Since then, no one has the right to set foot there. Police officers block all accesses leading to the village and patrols patrol the streets 24 hours a day to ensure that no resident or thief sets foot there.
The couple, who do not live together, now live in the house of Mrs. Zwobada’s spouse located in La Teste-de-Buch
Jennifer Bastart, who came for her part to spend a week’s vacation with her parents, did not even have time to unpack her suitcases which the police ordered to evacuate.
“It had been two and a half hours since we arrived,” she says.
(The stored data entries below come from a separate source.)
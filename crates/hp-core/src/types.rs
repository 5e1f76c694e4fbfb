//! Settings graph type definitions
//!
//! These types mirror the JSON shapes persisted in storage and exchanged
//! through import/export, so serde field names follow the wire format
//! (`headerName`, `keepEnabled`, ...) rather than Rust convention.

use serde::{Deserialize, Serialize};

pub const DEFAULT_PAGE_NAME: &str = "Default";
pub const DEFAULT_HEADER_NAME: &str = "X-Frame-Options";
pub const DEFAULT_HEADER_VALUE: &str = "ALLOW-FROM https://www.youtube.com/";

fn default_true() -> bool {
    true
}

// =============================================================================
// Header overrides
// =============================================================================

/// Whether a header override applies to the request or the response side.
#[derive(Debug, Clone, Copy, PartialEq, Eq, Default, Serialize, Deserialize)]
#[serde(rename_all = "lowercase")]
pub enum HeaderKind {
    /// Stored records written before this field existed carry no
    /// `headerType`; they are backfilled to `request` on read.
    #[default]
    Request,
    Response,
}

/// A single header override inside a page.
///
/// The `id` is derived as `"<pageId>-<positionalIndex>"` and re-derived
/// whenever siblings are removed or reordered; consumers must not treat it
/// as stable across structural edits.
#[derive(Debug, Clone, PartialEq, Eq, Serialize, Deserialize)]
pub struct HeaderSetting {
    #[serde(default)]
    pub id: String,
    #[serde(rename = "headerName", default)]
    pub name: String,
    #[serde(rename = "headerValue", default)]
    pub value: String,
    #[serde(rename = "headerEnabled", default = "default_true")]
    pub enabled: bool,
    #[serde(rename = "headerType", default)]
    pub kind: HeaderKind,
}

impl HeaderSetting {
    pub fn new() -> Self {
        Self {
            id: String::new(),
            name: String::new(),
            value: String::new(),
            enabled: true,
            kind: HeaderKind::Request,
        }
    }
}

impl Default for HeaderSetting {
    fn default() -> Self {
        Self::new()
    }
}

// =============================================================================
// URL filters
// =============================================================================

/// Whether a filter narrows matching to its pattern or carves it out.
#[derive(Debug, Clone, Copy, PartialEq, Eq, Default, Serialize, Deserialize)]
#[serde(rename_all = "lowercase")]
pub enum FilterKind {
    #[default]
    Include,
    Exclude,
}

/// A URL filter inside a page. `value` is a regex fragment; `valid` caches
/// the result of the host engine's regex-support probe.
#[derive(Debug, Clone, PartialEq, Eq, Serialize, Deserialize)]
pub struct Filter {
    #[serde(default)]
    pub id: String,
    #[serde(default = "default_true")]
    pub enabled: bool,
    #[serde(rename = "type", default)]
    pub kind: FilterKind,
    #[serde(default)]
    pub value: String,
    #[serde(default = "default_true")]
    pub valid: bool,
}

impl Filter {
    pub fn new() -> Self {
        Self {
            id: String::new(),
            enabled: true,
            kind: FilterKind::Include,
            value: String::new(),
            valid: true,
        }
    }
}

impl Default for Filter {
    fn default() -> Self {
        Self::new()
    }
}

// =============================================================================
// Pages
// =============================================================================

/// A named, independently toggleable bundle of header overrides and URL
/// filters. Page ids are a dense `0..N-1` index, reassigned on every
/// structural edit.
#[derive(Debug, Clone, PartialEq, Eq, Serialize, Deserialize)]
#[serde(rename_all = "camelCase")]
pub struct Page {
    #[serde(default)]
    pub id: u32,
    pub name: String,
    /// True on exactly one page: the currently selected one.
    #[serde(default)]
    pub enabled: bool,
    /// Forces the page to stay applied in the background even when another
    /// page is selected.
    #[serde(default)]
    pub keep_enabled: bool,
    #[serde(default)]
    pub filters: Vec<Filter>,
    #[serde(default)]
    pub headers: Vec<HeaderSetting>,
}

impl Page {
    pub fn new(name: &str) -> Self {
        Self {
            id: 0,
            name: name.to_string(),
            enabled: false,
            keep_enabled: false,
            filters: Vec::new(),
            headers: Vec::new(),
        }
    }

    /// The page installed on first run and after a full reset.
    pub fn default_page() -> Self {
        let mut page = Page::new(DEFAULT_PAGE_NAME);
        page.enabled = true;
        page.headers.push(HeaderSetting {
            id: "0-0".to_string(),
            name: DEFAULT_HEADER_NAME.to_string(),
            value: DEFAULT_HEADER_VALUE.to_string(),
            enabled: true,
            kind: HeaderKind::Request,
        });
        page
    }

    /// A page is applied if it is selected or pinned to run in the
    /// background.
    pub fn is_active(&self) -> bool {
        self.enabled || self.keep_enabled
    }
}

// =============================================================================
// Meta record
// =============================================================================

/// The small index record stored separately from the page shards. It tells
/// a reader how many `page_<n>` entries exist and which one is selected.
#[derive(Debug, Clone, Copy, PartialEq, Eq, Serialize, Deserialize)]
#[serde(rename_all = "camelCase")]
pub struct SettingsMeta {
    pub version: u32,
    pub selected_page: u32,
    pub page_count: u32,
}

// =============================================================================
// Settings graph
// =============================================================================

/// The whole in-memory settings graph.
///
/// Every mutation re-establishes two invariants: page ids form a contiguous
/// `0..N-1` range, and exactly one page has `enabled == true`.
#[derive(Debug, Clone, PartialEq, Eq)]
pub struct Settings {
    pub pages: Vec<Page>,
}

impl Default for Settings {
    fn default() -> Self {
        Self {
            pages: vec![Page::default_page()],
        }
    }
}

impl Settings {
    /// Id of the selected page. The selection invariant guarantees one
    /// enabled page exists; an inconsistent graph falls back to page 0.
    pub fn selected_page(&self) -> u32 {
        self.pages
            .iter()
            .position(|p| p.enabled)
            .map(|i| i as u32)
            .unwrap_or(0)
    }

    pub fn page(&self, id: u32) -> Option<&Page> {
        self.pages.get(id as usize)
    }

    pub fn page_mut(&mut self, id: u32) -> Option<&mut Page> {
        self.pages.get_mut(id as usize)
    }

    /// Reassign page ids as a dense `0..N-1` range and re-derive header and
    /// filter ids from their positional index.
    pub fn reindex(&mut self) {
        for (page_index, page) in self.pages.iter_mut().enumerate() {
            page.id = page_index as u32;
            for (i, header) in page.headers.iter_mut().enumerate() {
                header.id = format!("{page_index}-{i}");
            }
            for (i, filter) in page.filters.iter_mut().enumerate() {
                filter.id = format!("{page_index}-{i}");
            }
        }
    }

    /// Re-establish "exactly one enabled page": keep the first enabled page
    /// and clear the rest, selecting page 0 if none is enabled.
    pub fn ensure_selection(&mut self) {
        let selected = self.pages.iter().position(|p| p.enabled).unwrap_or(0);
        for (i, page) in self.pages.iter_mut().enumerate() {
            page.enabled = i == selected;
        }
    }

    pub fn select_page(&mut self, id: u32) {
        let id = (id as usize).min(self.pages.len().saturating_sub(1));
        for (i, page) in self.pages.iter_mut().enumerate() {
            page.enabled = i == id;
        }
    }

    /// Append a new page and return its id. The new page is not selected.
    pub fn add_page(&mut self, name: &str) -> u32 {
        self.pages.push(Page::new(name));
        self.reindex();
        self.ensure_selection();
        self.pages.len() as u32 - 1
    }

    /// Remove a page. Removing the last remaining page reinstates the
    /// default page rather than leaving an empty graph.
    pub fn remove_page(&mut self, id: u32) {
        if (id as usize) < self.pages.len() {
            self.pages.remove(id as usize);
        }
        if self.pages.is_empty() {
            self.pages.push(Page::default_page());
        }
        self.reindex();
        self.ensure_selection();
    }

    pub fn move_page(&mut self, from: usize, to: usize) {
        if from >= self.pages.len() || to >= self.pages.len() || from == to {
            return;
        }
        let page = self.pages.remove(from);
        self.pages.insert(to, page);
        self.reindex();
    }

    pub fn rename_page(&mut self, id: u32, name: &str) {
        if let Some(page) = self.page_mut(id) {
            page.name = name.to_string();
        }
    }

    pub fn set_keep_enabled(&mut self, id: u32, keep: bool) {
        if let Some(page) = self.page_mut(id) {
            page.keep_enabled = keep;
        }
    }

    pub fn add_header(&mut self, page_id: u32) -> bool {
        let Some(page) = self.page_mut(page_id) else {
            return false;
        };
        page.headers.push(HeaderSetting::new());
        self.reindex();
        true
    }

    pub fn remove_header(&mut self, page_id: u32, index: usize) -> bool {
        let Some(page) = self.page_mut(page_id) else {
            return false;
        };
        if index >= page.headers.len() {
            return false;
        }
        page.headers.remove(index);
        self.reindex();
        true
    }

    pub fn move_header(&mut self, page_id: u32, from: usize, to: usize) -> bool {
        let Some(page) = self.page_mut(page_id) else {
            return false;
        };
        if from >= page.headers.len() || to >= page.headers.len() || from == to {
            return false;
        }
        let header = page.headers.remove(from);
        page.headers.insert(to, header);
        self.reindex();
        true
    }

    pub fn add_filter(&mut self, page_id: u32) -> bool {
        let Some(page) = self.page_mut(page_id) else {
            return false;
        };
        page.filters.push(Filter::new());
        self.reindex();
        true
    }

    pub fn remove_filter(&mut self, page_id: u32, index: usize) -> bool {
        let Some(page) = self.page_mut(page_id) else {
            return false;
        };
        if index >= page.filters.len() {
            return false;
        }
        page.filters.remove(index);
        self.reindex();
        true
    }

    /// Append imported pages. Incoming ids are discarded and reassigned so
    /// they cannot collide with existing pages; imported pages are never
    /// selected.
    pub fn import_pages(&mut self, incoming: Vec<Page>) -> usize {
        let count = incoming.len();
        for mut page in incoming {
            page.enabled = false;
            self.pages.push(page);
        }
        self.reindex();
        self.ensure_selection();
        count
    }

    pub fn export_pages(&self) -> Vec<Page> {
        self.pages.clone()
    }
}

#[cfg(test)]
mod tests {
    use super::*;

    #[test]
    fn fresh_graph_has_default_page() {
        let settings = Settings::default();
        assert_eq!(settings.pages.len(), 1);
        assert_eq!(settings.selected_page(), 0);

        let page = &settings.pages[0];
        assert_eq!(page.name, DEFAULT_PAGE_NAME);
        assert!(page.enabled);
        assert_eq!(page.headers.len(), 1);
        assert_eq!(page.headers[0].name, DEFAULT_HEADER_NAME);
        assert_eq!(page.headers[0].value, DEFAULT_HEADER_VALUE);
        assert_eq!(page.headers[0].kind, HeaderKind::Request);
    }

    #[test]
    fn page_ids_stay_contiguous_across_mutations() {
        let mut settings = Settings::default();
        settings.add_page("Work");
        settings.add_page("Testing");
        settings.move_page(2, 0);
        settings.remove_page(1);

        let ids: Vec<u32> = settings.pages.iter().map(|p| p.id).collect();
        assert_eq!(ids, vec![0, 1]);
    }

    #[test]
    fn exactly_one_page_selected_after_selection_changes() {
        let mut settings = Settings::default();
        settings.add_page("Work");
        settings.add_page("Testing");

        settings.select_page(2);
        assert_eq!(settings.pages.iter().filter(|p| p.enabled).count(), 1);
        assert_eq!(settings.selected_page(), 2);

        // Removing the selected page falls back to a single valid selection.
        settings.remove_page(2);
        assert_eq!(settings.pages.iter().filter(|p| p.enabled).count(), 1);

        // Out-of-range selection clamps instead of deselecting everything.
        settings.select_page(99);
        assert_eq!(settings.pages.iter().filter(|p| p.enabled).count(), 1);
    }

    #[test]
    fn removing_only_page_reinstates_default() {
        let mut settings = Settings::default();
        settings.rename_page(0, "Custom");
        settings.remove_page(0);

        assert_eq!(settings.pages.len(), 1);
        assert_eq!(settings.pages[0].name, DEFAULT_PAGE_NAME);
        assert_eq!(settings.selected_page(), 0);
    }

    #[test]
    fn import_appends_and_remaps_ids() {
        let mut settings = Settings::default();
        let incoming = vec![
            Page {
                id: 7,
                enabled: true,
                ..Page::new("Imported A")
            },
            Page {
                id: 7,
                ..Page::new("Imported B")
            },
        ];

        let count = settings.import_pages(incoming);
        assert_eq!(count, 2);

        let ids: Vec<u32> = settings.pages.iter().map(|p| p.id).collect();
        assert_eq!(ids, vec![0, 1, 2]);
        // The pre-existing selection survives the import.
        assert_eq!(settings.selected_page(), 0);
    }

    #[test]
    fn header_ids_rederived_after_removal() {
        let mut settings = Settings::default();
        settings.add_header(0);
        settings.add_header(0);
        assert!(settings.remove_header(0, 0));

        let ids: Vec<&str> = settings.pages[0]
            .headers
            .iter()
            .map(|h| h.id.as_str())
            .collect();
        assert_eq!(ids, vec!["0-0", "0-1"]);
    }

    #[test]
    fn header_type_backfills_to_request() {
        let json = r#"{
            "id": "0-0",
            "headerName": "X-Test",
            "headerValue": "1",
            "headerEnabled": true
        }"#;
        let header: HeaderSetting = serde_json::from_str(json).expect("header should parse");
        assert_eq!(header.kind, HeaderKind::Request);
    }

    #[test]
    fn page_wire_format_uses_camel_case() {
        let mut page = Page::new("Work");
        page.keep_enabled = true;
        let json = serde_json::to_value(&page).expect("page should serialize");
        assert!(json.get("keepEnabled").is_some());
        assert!(json.get("keep_enabled").is_none());
    }
}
It was with family friends that she and her parents found refuge while the authorities allowed civilians to return home.
Destruction
Although she considers herself lucky to have no material loss, Julie Zwobada dreads the moment when she will be able to return to her house.
“I didn’t dare look at the photos too much, because it’s difficult when you’re so attached to this place,” she laments.
“The firefighters worked like crazy, we really hope that it will be enough to contain the next fire outbreaks,” she adds.
RECORDS EVERYWHERE
AND IT’S NOT OVER
CLIMATE AND HUMANITARIAN CRISIS IN EUROPE
Follow our journalist Clara Loiseau, passing through Europe, over the next few days, to bear witness to the effects of the unprecedented heat wave that is hitting the old continent, a direct consequence of global warming. The temperature records have caused a climate and humanitarian crisis, including fires ravaging regions, citizens driven from their homes, workers dying of heat on the job and local economies hit hard.